A brightened and cropped photograph of the Eureka figures that have given me such painting fits the last year or so.  Inching ever closer toward completion now though.  But do remind me to stick to Minden, Fife & Drum, and Crann Tara miniatures next time!

 

The dry-brushing softened the previously painted on 'full strength' highlights very nicely I think while also helping to pick out the manes, tails, and some of the musculature on the horses.  In general, I am pleased.  Not perfect by any stretch, but we're getting there.

After two separate sessions in the painting chair yesterday (Saturday), the dry-brushing on the 16 nominally "black" horses is just about finished.

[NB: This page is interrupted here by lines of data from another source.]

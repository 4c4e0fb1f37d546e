//! What a user owns beyond their credentials: a profile and plan
//! subscriptions.

use chrono::{DateTime, Utc};
use serde::{Deserialize, Serialize};

use crate::entity::{Entity, ID, Record};
use crate::error::DomainError;
use crate::schema::{EntityType, Property};

/// Personal details of a user. At most one per user.
#[derive(Debug, Clone, PartialEq, Serialize, Deserialize)]
pub struct UserProfile {
    pub id: Option<i64>,
    pub user_id: i64,
    pub first_name: String,
    pub last_name: String,
    pub phone_number: Option<String>,
    pub address: Option<String>,
}

impl Entity for UserProfile {
    const NAME: &'static str = "UserProfile";
    const LABEL: &'static str = "user profile";

    fn entity_type() -> EntityType {
        EntityType::new(Self::NAME, "UserProfiles")
            .property(Property::integer("UserId").required())
            .property(Property::text("FirstName", 50).required())
            .property(Property::text("LastName", 50).required())
            .property(Property::text("PhoneNumber", 20))
            .property(Property::text("Address", 200))
            .foreign_key("UserId", "User")
            .unique_index(&["UserId"])
    }

    fn id(&self) -> Option<i64> {
        self.id
    }

    fn set_id(&mut self, id: Option<i64>) {
        self.id = id;
    }

    fn to_record(&self) -> Record {
        Record::new(Self::NAME)
            .with(ID, self.id)
            .with("UserId", self.user_id)
            .with("FirstName", self.first_name.as_str())
            .with("LastName", self.last_name.as_str())
            .with("PhoneNumber", self.phone_number.clone())
            .with("Address", self.address.clone())
    }

    fn from_record(record: &Record) -> Result<Self, DomainError> {
        Ok(Self {
            id: record.id(),
            user_id: record.integer("UserId")?,
            first_name: record.text("FirstName")?,
            last_name: record.text("LastName")?,
            phone_number: record.optional_text("PhoneNumber")?,
            address: record.optional_text("Address")?,
        })
    }

    /// The owning user never changes.
    fn apply_patch(&mut self, patch: &Self) {
        self.first_name = patch.first_name.clone();
        self.last_name = patch.last_name.clone();
        self.phone_number = patch.phone_number.clone();
        self.address = patch.address.clone();
    }
}

/// Join row: a user enrolled in a subscription plan from a start date.
#[derive(Debug, Clone, PartialEq, Serialize, Deserialize)]
pub struct UserSubscription {
    pub id: Option<i64>,
    pub user_id: i64,
    pub subscription_id: i64,
    pub start_date: DateTime<Utc>,
}

impl Entity for UserSubscription {
    const NAME: &'static str = "UserSubscription";
    const LABEL: &'static str = "user subscription";

    fn entity_type() -> EntityType {
        EntityType::new(Self::NAME, "UserSubscriptions")
            .property(Property::integer("UserId").required())
            .property(Property::integer("SubscriptionId").required())
            .property(Property::timestamp("StartDate").required())
            .foreign_key("UserId", "User")
            .foreign_key("SubscriptionId", "Subscription")
    }

    fn id(&self) -> Option<i64> {
        self.id
    }

    fn set_id(&mut self, id: Option<i64>) {
        self.id = id;
    }

    fn to_record(&self) -> Record {
        Record::new(Self::NAME)
            .with(ID, self.id)
            .with("UserId", self.user_id)
            .with("SubscriptionId", self.subscription_id)
            .with("StartDate", self.start_date)
    }

    fn from_record(record: &Record) -> Result<Self, DomainError> {
        Ok(Self {
            id: record.id(),
            user_id: record.integer("UserId")?,
            subscription_id: record.integer("SubscriptionId")?,
            start_date: record.timestamp("StartDate")?,
        })
    }

    fn apply_patch(&mut self, patch: &Self) {
        self.subscription_id = patch.subscription_id;
        self.start_date = patch.start_date;
    }
}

I have used a bottle of cheap craft paint -- Delta Ceramcoat 'Charcoal' --  to highlight the black areas of my figures  -- typically painted with a thinned coat or two of Anita's All Purpose Acrylic Craft Paint -- for a coupla three years or so now, and it occurred to me that dry-brushing the charcoal gray onto horses already undercoated black might yield pleasing results.  Of course, the fine steeds show up in the photograph as very dark grays, but we need to apply a bit of artistic license when it comes to our brushwork, right?

Now, some painters apply a dry-brush of dark blue to bring out the highlights on black horses and produce highly convincing results.  I tried something similar years ago on 30 Spencer Smith/Holger Eriksson charging dragoons, and was somewhat less than bowled over by my particular results.  That could have been the figures, the shade of paint used, my own less experienced painter's hand, or possibly some combination of the three.  In any case, I think the current squadron and regimental staff should look reasonably good once finished.  See what you think.

Speaking of dry-brushing, I did this with an old, cheap hogs hair brush of some kind, featuring roughly 1/4" squared bristles.  But it go me thinking.  Have any of you ever tried the more modern dry-brushing tools based on ladies' eye-shadow applicators?  

And just in case anyone out there is wondering "How in the hell does he know what those are called??!!"  Well, let's just say that yours truly came of age as a young rocker (bassist, guitarist, and singer) during the glam rock revival of the early to mid-1980s and leave it at that.  But don't you dare tell my students!  ;-)

Kind Christmas Week Regards,

Stokes

 



Comments

Fitz-Badger said…
Nice work!

I tried some cheap makeup brushes for drybrushing, but they seem too soft for the job. I really only use them for a primer drybrush (after painting a black or gray gesso for primer, I then drybrush with white gesso). For other drybrushing, I want smaller brushes and more control.